:: What to produce ::
In the records below, find the line with "SERVER_START.get_or_init(Instant::now);" and the line with "physics (in seconds)". Print both exactly, along with every line between them, and no other line.
START Data provided
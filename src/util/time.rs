//! Time utilities for the simulation and session bookkeeping

use std::time::{Duration, Instant, SystemTime, UNIX_EPOCH};

/// Get current Unix timestamp in milliseconds
pub fn unix_millis() -> u64 {
    SystemTime::now()
        .duration_since(UNIX_EPOCH)
        .unwrap_or(Duration::ZERO)
        .as_millis() as u64
}

/// Server start time for uptime tracking
static SERVER_START: std::sync::OnceLock<Instant> = std::sync::OnceLock::new();

/// Initialize server start time (call once at startup)
pub fn init_server_time() {
    SERVER_START.get_or_init(Instant::now);
}

/// Get server uptime in seconds
pub fn uptime_secs() -> u64 {
    SERVER_START
        .get()
        .map(|start| start.elapsed().as_secs())
        .unwrap_or(0)
}

/// Tick rate configuration
pub const SIMULATION_TPS: u32 = 30; // 30 ticks per second
pub const TICK_DURATION_MICROS: u64 = 1_000_000 / SIMULATION_TPS as u64;

/// Calculate delta time for physics (in seconds)
pub fn tick_delta() -> f32 {
    1.0 / SIMULATION_TPS as f32
}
END Data provided
:: Solution ::
    SERVER_START.get_or_init(Instant::now);
}

/// Get server uptime in seconds
pub fn uptime_secs() -> u64 {
    SERVER_START
        .get()
        .map(|start| start.elapsed().as_secs())
        .unwrap_or(0)
}

/// Tick rate configuration
pub const SIMULATION_TPS: u32 = 30; // 30 ticks per second
pub const TICK_DURATION_MICROS: u64 = 1_000_000 / SIMULATION_TPS as u64;

/// Calculate delta time for physics (in seconds)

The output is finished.